- Семейство дрофиные
- Дрофа (Otis tarda) самая большая из европейских птиц. Ее длина достигает свыше одного метра, размах крыльев 2,2-2,4 м, длина крыла около 70 см, хвоста - 28 см; вес птицы 14-16 кг. Голова, верхняя часть груди и часть крыла светлого пепельно-серого цвета. Спина по ржаво-желтому фону испещрена черными поперечными полосками; затылок ржавого цвета. Нижняя часть тела грязно-желто-белая. Маховые перья темные серо-бурые с узкими черно-бурыми наружными бородками и такими же кончиками; стволы их желтовато-белые. Перья предплечья черные, у корня почти чисто белого цвета. Рулевые перья прекрасного цвета с белыми кончиками и черными полосками перед ними; крайние из них почти белые. Борода состоит из 30 длинных, нежных, узких, рассученных серовато-белых перьев. Глаза темно-карие; клюв черноватый; ноги серовато-рогового цвета. Самка отличается заметно меньшей величиной, менее ярким оперением и отсутствием бороды; длина ее не превышает 70 см, а размах крыльев - 180 см.
Начиная с южной Швеции и средней России, дрохвы водятся во всей Европе и Средней Азии; в одиночку же и только зимой они попадаются в северо-западной Африке. В Великобритании они совершенно истреблены, хотя иногда еще появляются в качестве перелетных птиц; во Франции они сделались очень редкими птицами; в Испании встречаются только в некоторых местностях. В Венгрии, Молдавии и Валахии, в Румынии, в южнорусских степях и во всей Средней Азии дрофы считаются самыми обыкновенными птицами; они встречаются также в Малой Азии, в северной Сирии, Палестине и Марокко*.* В наше время в Европе дрофа сохранилась в Испании, Германии, Венгрии, Чехии, Словакии, Австрии, Сербии, Болгарии, Румынии, Молдавии, Украине и России. В других европейских странах она уже не встречается. Везде дрофа находится под охраной, она внесена в список глобально угрожаемых видов и в Красные книги многих стран.
Дрофа всюду предпочитает те местности, в которых занимаются хлебопашеством. Радде встречал ее, например, в тех местах, в которых резче всего проявлялся степной характер Средней Азии, гораздо реже, чем в Нижнеудинских и Баргузинских степях и в долине реки Селенги, хотя здесь местность холмистая или гористая. Но встречал именно потому, что и в тех, и в этих степях большое пространство земли засеяно хлебом. В Греции дрофа принадлежит к числу оседлых птиц всех равнин. В Испании она оживляет обширные плодоносные пространства обеих Кастилии, Ла Манчи, Эстремадуры и Нижней Андалузии. На островах Средиземного моря встречается только изредка.
В России и в Средней Азии дрофа перелетная или, по крайней мере, кочевая птица. Она появляется здесь в известное время весной и остается на месте своего гнездовья только до августа, предпринимает, стало быть, ограниченное путешествие. Вальтер видал ее в Туркмении только как пролетную птицу, но слышал, что зимой там встречаются стаи дроф, по крайней мере, те, которые располагаются здесь на временный отдых во время своего пролета.

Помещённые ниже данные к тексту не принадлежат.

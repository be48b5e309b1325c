//! Arena node types for expressions inside an editable region.

use crate::escape;
use crate::trivia;

/// Index of a node inside a [`Document`](crate::Document) arena.
#[derive(Debug, Clone, Copy, PartialEq, Eq, Hash, PartialOrd, Ord)]
pub struct NodeId(pub(crate) usize);

#[derive(Debug, Clone, PartialEq)]
pub enum Node {
    Array(Seq),
    Object(Seq),
    Property(Property),
    Spread(Spread),
    Str(StrLit),
    /// Raw numeric literal text, optionally with a leading `-`.
    Num(String),
    Bool(bool),
    Null,
    Undefined,
    DynamicImport(DynamicImport),
    /// Source text esedit does not interpret. Printed verbatim.
    Opaque(String),
}

impl Node {
    pub fn as_seq(&self) -> Option<&Seq> {
        match self {
            Node::Array(seq) | Node::Object(seq) => Some(seq),
            _ => None,
        }
    }

    pub(crate) fn as_seq_mut(&mut self) -> Option<&mut Seq> {
        match self {
            Node::Array(seq) | Node::Object(seq) => Some(seq),
            _ => None,
        }
    }

    pub fn is_object(&self) -> bool {
        matches!(self, Node::Object(_))
    }

    pub fn as_property(&self) -> Option<&Property> {
        match self {
            Node::Property(prop) => Some(prop),
            _ => None,
        }
    }

    pub fn as_spread(&self) -> Option<&Spread> {
        match self {
            Node::Spread(spread) => Some(spread),
            _ => None,
        }
    }
}

/// The comma separated body of a bracketed list: array elements, object
/// members or the names inside an import's braces.
#[derive(Debug, Clone, PartialEq)]
pub struct Seq<T = NodeId> {
    pub items: Vec<SeqItem<T>>,
    pub trailing_comma: bool,
    /// Trivia between the last item (or its trailing comma) and the closing bracket.
    pub tail: String,
}

/// One list item with the trivia it owns.
///
/// A comment on the same line after an item's comma belongs to that item:
/// it is `trailing`, not part of the next item's `prefix`.
#[derive(Debug, Clone, PartialEq)]
pub struct SeqItem<T = NodeId> {
    /// Trivia before the item.
    pub prefix: String,
    pub node: T,
    /// Trivia between the item and its comma.
    pub suffix: String,
    /// Trivia after the comma up to the end of the line.
    pub trailing: String,
}

impl<T> Default for Seq<T> {
    fn default() -> Self {
        Self {
            items: Vec::new(),
            trailing_comma: false,
            tail: String::new(),
        }
    }
}

impl<T> Seq<T> {
    /// Appends `node`, copying the layout of the items already there.
    pub fn push(&mut self, node: T) {
        let prefix = match self.items.last() {
            Some(last) if last.prefix.contains('\n') => {
                let indent = last.prefix.rsplit('\n').next().unwrap_or("");
                format!("\n{}", leading_whitespace(indent))
            }
            Some(last) if !last.prefix.is_empty() => last.prefix.clone(),
            Some(_) => " ".to_string(),
            None if self.tail.contains('\n') => {
                let indent = self.tail.rsplit('\n').next().unwrap_or("");
                format!("\n{}  ", leading_whitespace(indent))
            }
            None => String::new(),
        };
        self.items.push(SeqItem {
            prefix,
            node,
            suffix: String::new(),
            trailing: String::new(),
        });
    }

    /// Like [`push`](Self::push), but an empty single-line list becomes `{ node }`.
    pub fn push_spaced(&mut self, node: T) {
        let spaced = self.items.is_empty() && !self.tail.contains('\n');
        self.push(node);
        if spaced {
            if let Some(first) = self.items.first_mut() {
                first.prefix = " ".to_string();
            }
            if self.tail.trim().is_empty() {
                self.tail = " ".to_string();
            }
        }
    }

    /// Removes the item at `index` together with the trivia it owns.
    pub fn remove(&mut self, index: usize) -> Option<T> {
        if index >= self.items.len() {
            return None;
        }
        let removed = self.items.remove(index);
        if index == 0 {
            // A comment on the opening bracket's line belongs to the list.
            let head_end = trivia::line_break(&removed.prefix, 0, removed.prefix.len());
            let head = head_end.map(|end| &removed.prefix[..end]).unwrap_or("");
            match self.items.first_mut() {
                Some(next) if !next.prefix.contains('\n') => next.prefix = removed.prefix.clone(),
                Some(next) if !head.trim().is_empty() => next.prefix.insert_str(0, head),
                None if !head.trim().is_empty() => self.tail.insert_str(0, head),
                _ => {}
            }
        }
        if self.items.is_empty() {
            self.trailing_comma = false;
        }
        Some(removed.node)
    }

    /// Writes the list body; `item` prints one node.
    pub(crate) fn write(&self, out: &mut String, mut item: impl FnMut(&T, &mut String)) {
        let len = self.items.len();
        for (i, slot) in self.items.iter().enumerate() {
            out.push_str(&slot.prefix);
            item(&slot.node, out);
            out.push_str(&slot.suffix);
            if i + 1 < len || self.trailing_comma {
                out.push(',');
            }
            out.push_str(&slot.trailing);
        }
        out.push_str(&self.tail);
    }
}

fn leading_whitespace(s: &str) -> &str {
    let end = s
        .char_indices()
        .find(|(_, c)| *c != ' ' && *c != '\t')
        .map_or(s.len(), |(i, _)| i);
    &s[..end]
}

/// A `key: value` object member.
#[derive(Debug, Clone, PartialEq)]
pub struct Property {
    /// Key as written: an identifier, a quoted string or a number.
    pub key: String,
    /// Everything between the key and the value, colon included.
    pub sep: String,
    pub value: NodeId,
}

impl Property {
    /// The key with quotes removed and escapes decoded.
    pub fn key_name(&self) -> String {
        escape::unquote(&self.key).unwrap_or_else(|| self.key.clone())
    }
}

/// A `...expr` element or member.
#[derive(Debug, Clone, PartialEq)]
pub struct Spread {
    /// Trivia between `...` and the argument.
    pub gap: String,
    pub argument: NodeId,
}

#[derive(Debug, Clone, PartialEq)]
pub struct StrLit {
    pub raw: String,
    pub value: String,
}

/// The `await import('module')` expression.
#[derive(Debug, Clone, PartialEq)]
pub struct DynamicImport {
    pub raw: String,
    pub module: String,
}

#[cfg(test)]
mod tests {
    use super::*;
    use pretty_assertions::assert_eq;

    fn item(prefix: &str, node: &'static str, trailing: &str) -> SeqItem<&'static str> {
        SeqItem {
            prefix: prefix.to_string(),
            node,
            suffix: String::new(),
            trailing: trailing.to_string(),
        }
    }

    fn print(seq: &Seq<&'static str>) -> String {
        let mut out = String::new();
        seq.write(&mut out, |node, out| out.push_str(node));
        out
    }

    fn commented() -> Seq<&'static str> {
        Seq {
            items: vec![
                item(" // list\n  ", "a", " // A"),
                item("\n  ", "b", " // B"),
                item("\n  ", "c", " // C"),
            ],
            trailing_comma: true,
            tail: "\n".to_string(),
        }
    }

    #[test]
    fn removing_an_item_takes_only_its_own_comments() {
        let mut seq = commented();
        assert_eq!(seq.remove(1), Some("b"));
        assert_eq!(print(&seq), " // list\n  a, // A\n  c, // C\n");
    }

    #[test]
    fn removing_the_first_item_keeps_the_bracket_line_comment() {
        let mut seq = commented();
        seq.remove(0);
        assert_eq!(print(&seq), " // list\n  b, // B\n  c, // C\n");
    }

    #[test]
    fn removing_the_last_item_without_trailing_comma() {
        let mut seq = commented();
        seq.trailing_comma = false;
        seq.remove(2);
        assert_eq!(print(&seq), " // list\n  a, // A\n  b // B\n");
    }

    #[test]
    fn push_after_a_commented_last_item() {
        let mut seq = commented();
        seq.trailing_comma = false;
        seq.push("d");
        assert_eq!(print(&seq), " // list\n  a, // A\n  b, // B\n  c, // C\n  d\n");
    }

    #[test]
    fn push_spaced_into_empty_list() {
        let mut seq = Seq::default();
        seq.push_spaced("a");
        seq.push_spaced("b");
        assert_eq!(print(&seq), " a, b ");
    }
}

Дрофа избегает лесистых местностей, потому что она за каждым кустом видит засаду. Точно так же избегает близости жилищ. Кюльц рассказывает, что в Евпатории, во время продолжительного холода, он видел стаи дроф, пролетавшие так низко над городом, что каждый, по своему желанию, мог стрелять их из ворот своего дома.

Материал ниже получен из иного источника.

//! String literal escaping helpers shared by the printer and the value codec.

/// Decodes the body of a quoted string literal (`raw` includes the quotes).
///
/// Returns `None` when `raw` is not a terminated single- or double-quoted literal.
pub fn unquote(raw: &str) -> Option<String> {
    let quote = raw.chars().next()?;
    if !matches!(quote, '\'' | '"') || raw.len() < 2 || !raw.ends_with(quote) {
        return None;
    }
    let body = &raw[1..raw.len() - 1];
    // A trailing backslash escapes the closing quote, so the literal is not terminated.
    let trailing_backslashes = body.chars().rev().take_while(|c| *c == '\\').count();
    if trailing_backslashes % 2 == 1 {
        return None;
    }
    Some(unescape(body))
}

fn unescape(body: &str) -> String {
    let mut out = String::with_capacity(body.len());
    let mut chars = body.chars().peekable();
    while let Some(c) = chars.next() {
        if c != '\\' {
            out.push(c);
            continue;
        }
        let Some(esc) = chars.next() else {
            break;
        };
        match esc {
            'n' => out.push('\n'),
            'r' => out.push('\r'),
            't' => out.push('\t'),
            'b' => out.push('\u{8}'),
            'f' => out.push('\u{c}'),
            'v' => out.push('\u{b}'),
            '0' => out.push('\0'),
            // Line continuation.
            '\n' => {}
            '\r' => {
                if chars.peek() == Some(&'\n') {
                    chars.next();
                }
            }
            'x' => {
                let hex: String = chars.by_ref().take(2).collect();
                push_code_point(&mut out, &hex, "\\x");
            }
            'u' => {
                let hex: String = if chars.peek() == Some(&'{') {
                    chars.next();
                    chars.by_ref().take_while(|c| *c != '}').collect()
                } else {
                    chars.by_ref().take(4).collect()
                };
                push_code_point(&mut out, &hex, "\\u");
            }
            other => out.push(other),
        }
    }
    out
}

fn push_code_point(out: &mut String, hex: &str, prefix: &str) {
    match u32::from_str_radix(hex, 16).ok().and_then(char::from_u32) {
        Some(c) => out.push(c),
        None => {
            out.push_str(prefix);
            out.push_str(hex);
        }
    }
}

/// Renders `value` as a string literal using `quote` (`'` or `"`).
pub fn quote(value: &str, quote: char) -> String {
    let mut out = String::with_capacity(value.len() + 2);
    out.push(quote);
    for c in value.chars() {
        match c {
            '\\' => out.push_str("\\\\"),
            '\n' => out.push_str("\\n"),
            '\r' => out.push_str("\\r"),
            '\t' => out.push_str("\\t"),
            c if c == quote => {
                out.push('\\');
                out.push(c);
            }
            c => out.push(c),
        }
    }
    out.push(quote);
    out
}

/// Renders `value` as a single-quoted string literal.
pub fn single_quote(value: &str) -> String {
    quote(value, '\'')
}

#[cfg(test)]
mod tests {
    use super::*;

    #[test]
    fn unquote_handles_common_escapes() {
        assert_eq!(unquote(r"'it\'s'").as_deref(), Some("it's"));
        assert_eq!(unquote(r#""a\nb""#).as_deref(), Some("a\nb"));
        assert_eq!(unquote(r"'A\u{1F600}'").as_deref(), Some("A\u{1F600}"));
        assert_eq!(unquote(r"'\x41'").as_deref(), Some("A"));
    }

    #[test]
    fn unquote_rejects_unterminated_literals() {
        assert_eq!(unquote("'abc"), None);
        assert_eq!(unquote(r"'abc\'"), None);
        assert_eq!(unquote("abc"), None);
        assert_eq!(unquote("'"), None);
    }

    #[test]
    fn quote_escapes_the_chosen_quote_only() {
        assert_eq!(single_quote("it's"), r"'it\'s'");
        assert_eq!(quote("it's", '"'), r#""it's""#);
        assert_eq!(single_quote("a\\b"), r"'a\\b'");
    }
}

Походка дрофы медленная и размеренная, придающая птице известную сановитость; но, в случае необходимости, она может бежать так быстро, что ее с трудом настигает даже собака. Перед взлетом она делает разбег в два-три маленьких прыжка, и затем уже поднимается на воздух, хотя не очень быстро, но без всякого усилия. Летит она, рассекая воздух медленными взмахами крыльев, но, когда достигнет известной высоты, устремляется так быстро, что охотник, желающий убить ее из винтовки, должен быть очень в себе уверен. Науман полагает, что ворона должна напрягать усилия, чтобы лететь наравне с дрофой; мне же лично никогда не случалось видеть, чтобы она летела так быстро.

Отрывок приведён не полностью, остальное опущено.